// SPDX-FileCopyrightText: 2026 Bruno Meilick
// SPDX-License-Identifier: LicenseRef-StudioTimetable-FreeUse-NoCopy-NoDerivatives
//
// All rights reserved.
//
// This file is part of Studio Timetable and is proprietary software.
// Unauthorized copying, modification, or distribution is prohibited.

use super::batch::{Batch, Mode, ScheduleEntry};
use super::ids::BatchId;
use super::weekday::{Weekday, WeekdaySet};

fn bid(value: &str) -> BatchId {
    BatchId::new(value).expect("batch id")
}

pub(crate) fn batch(id: &str, name: &str, timing: &str, mode: Mode, days: WeekdaySet) -> Batch {
    Batch::new(bid(id), name).with_entry(ScheduleEntry::new(timing, mode, days))
}

/// A(6:00-7:00), B(6:30-7:30), C(8:00-9:00), all on Monday.
pub(crate) fn monday_overlap() -> Vec<Batch> {
    let monday: WeekdaySet = [Weekday::Monday].into();
    vec![
        batch("a", "A", "6:00 AM - 7:00 AM", Mode::Offline, monday),
        batch("b", "B", "6:30 AM - 7:30 AM", Mode::Online, monday),
        batch("c", "C", "8:00 AM - 9:00 AM", Mode::Offline, monday),
    ]
}

/// A small studio week with a multi-entry batch, a malformed timing and an overnight class.
pub(crate) fn studio_week() -> Vec<Batch> {
    let weekdays: WeekdaySet =
        [Weekday::Monday, Weekday::Tuesday, Weekday::Wednesday, Weekday::Thursday].into();

    vec![
        batch("b-sunrise", "Sunrise Hatha", "6:00 AM - 7:00 AM", Mode::Offline, weekdays),
        Batch::new(bid("b-flow"), "Vinyasa Flow")
            .with_entry(ScheduleEntry::new(
                "6:30 AM - 7:30 AM",
                Mode::Online,
                [Weekday::Monday, Weekday::Wednesday].into(),
            ))
            .with_entry(ScheduleEntry::new(
                "5:30 PM - 6:30 PM",
                Mode::Offline,
                [Weekday::Saturday].into(),
            )),
        batch(
            "b-broken",
            "Pranayama",
            "sometime in the morning",
            Mode::Offline,
            [Weekday::Monday].into(),
        ),
        batch(
            "b-night",
            "Moonlight Yin",
            "11:30 PM - 12:30 AM",
            Mode::Online,
            [Weekday::Saturday].into(),
        ),
    ]
}
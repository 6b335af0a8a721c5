// SPDX-FileCopyrightText: 2026 Bruno Meilick
// SPDX-License-Identifier: LicenseRef-StudioTimetable-FreeUse-NoCopy-NoDerivatives
//
// All rights reserved.
//
// This file is part of Studio Timetable and is proprietary software.
// Unauthorized copying, modification, or distribution is prohibited.

//! Studio Timetable: weekly schedule layout for yoga studio batches.
//!
//! Batches carry display timings such as `"6:00 AM - 7:00 AM"`. The crate resolves those into
//! minute ranges, packs each weekday's overlapping classes into lanes, and maps every class onto
//! a proportional bar inside a visible time window. A Unicode renderer draws the result for
//! terminals.
//!
//! ```
//! use studio_timetable::layout::{layout_week, GeometryOptions};
//! use studio_timetable::model::{Batch, BatchId, Mode, ScheduleEntry, Weekday};
//!
//! let batch = Batch::new(BatchId::new("b1").unwrap(), "Sunrise Hatha").with_entry(
//!     ScheduleEntry::new("6:00 AM - 7:00 AM", Mode::Offline, [Weekday::Monday].into()),
//! );
//! let week = layout_week(&[batch], &GeometryOptions::default());
//! assert_eq!(week.day(Weekday::Monday).unwrap().lane_count, 1);
//! ```

pub mod config;
pub mod format;
pub mod layout;
pub mod model;
pub mod render;
pub mod store;

#[cfg(test)]
pub(crate) mod test_support;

TASK INSTRUCTIONS ▸ Provide an exact reproduction of all the entries shown above.

EXERCISE SOLUTION ▸
// SPDX-FileCopyrightText: 2026 Bruno Meilick
// SPDX-License-Identifier: LicenseRef-StudioTimetable-FreeUse-NoCopy-NoDerivatives
//
// All rights reserved.
//
// This file is part of Studio Timetable and is proprietary software.
// Unauthorized copying, modification, or distribution is prohibited.

use super::batch::{Batch, Mode, ScheduleEntry};
use super::ids::BatchId;
use super::weekday::{Weekday, WeekdaySet};

fn bid(value: &str) -> BatchId {
    BatchId::new(value).expect("batch id")
}

pub(crate) fn batch(id: &str, name: &str, timing: &str, mode: Mode, days: WeekdaySet) -> Batch {
    Batch::new(bid(id), name).with_entry(ScheduleEntry::new(timing, mode, days))
}

/// A(6:00-7:00), B(6:30-7:30), C(8:00-9:00), all on Monday.
pub(crate) fn monday_overlap() -> Vec<Batch> {
    let monday: WeekdaySet = [Weekday::Monday].into();
    vec![
        batch("a", "A", "6:00 AM - 7:00 AM", Mode::Offline, monday),
        batch("b", "B", "6:30 AM - 7:30 AM", Mode::Online, monday),
        batch("c", "C", "8:00 AM - 9:00 AM", Mode::Offline, monday),
    ]
}

/// A small studio week with a multi-entry batch, a malformed timing and an overnight class.
pub(crate) fn studio_week() -> Vec<Batch> {
    let weekdays: WeekdaySet =
        [Weekday::Monday, Weekday::Tuesday, Weekday::Wednesday, Weekday::Thursday].into();

    vec![
        batch("b-sunrise", "Sunrise Hatha", "6:00 AM - 7:00 AM", Mode::Offline, weekdays),
        Batch::new(bid("b-flow"), "Vinyasa Flow")
            .with_entry(ScheduleEntry::new(
                "6:30 AM - 7:30 AM",
                Mode::Online,
                [Weekday::Monday, Weekday::Wednesday].into(),
            ))
            .with_entry(ScheduleEntry::new(
                "5:30 PM - 6:30 PM",
                Mode::Offline,
                [Weekday::Saturday].into(),
            )),
        batch(
            "b-broken",
            "Pranayama",
            "sometime in the morning",
            Mode::Offline,
            [Weekday::Monday].into(),
        ),
        batch(
            "b-night",
            "Moonlight Yin",
            "11:30 PM - 12:30 AM",
            Mode::Online,
            [Weekday::Saturday].into(),
        ),
    ]
}
repository 6b335af0a8a721c5
// SPDX-FileCopyrightText: 2026 Bruno Meilick
// SPDX-License-Identifier: LicenseRef-StudioTimetable-FreeUse-NoCopy-NoDerivatives
//
// All rights reserved.
//
// This file is part of Studio Timetable and is proprietary software.
// Unauthorized copying, modification, or distribution is prohibited.

//! Studio Timetable: weekly schedule layout for yoga studio batches.
//!
//! Batches carry display timings such as `"6:00 AM - 7:00 AM"`. The crate resolves those into
//! minute ranges, packs each weekday's overlapping classes into lanes, and maps every class onto
//! a proportional bar inside a visible time window. A Unicode renderer draws the result for
//! terminals.
//!
//! ```
//! use studio_timetable::layout::{layout_week, GeometryOptions};
//! use studio_timetable::model::{Batch, BatchId, Mode, ScheduleEntry, Weekday};
//!
//! let batch = Batch::new(BatchId::new("b1").unwrap(), "Sunrise Hatha").with_entry(
//!     ScheduleEntry::new("6:00 AM - 7:00 AM", Mode::Offline, [Weekday::Monday].into()),
//! );
//! let week = layout_week(&[batch], &GeometryOptions::default());
//! assert_eq!(week.day(Weekday::Monday).unwrap().lane_count, 1);
//! ```

pub mod config;
pub mod format;
pub mod layout;
pub mod model;
pub mod render;
pub mod store;

#[cfg(test)]
pub(crate) mod test_support;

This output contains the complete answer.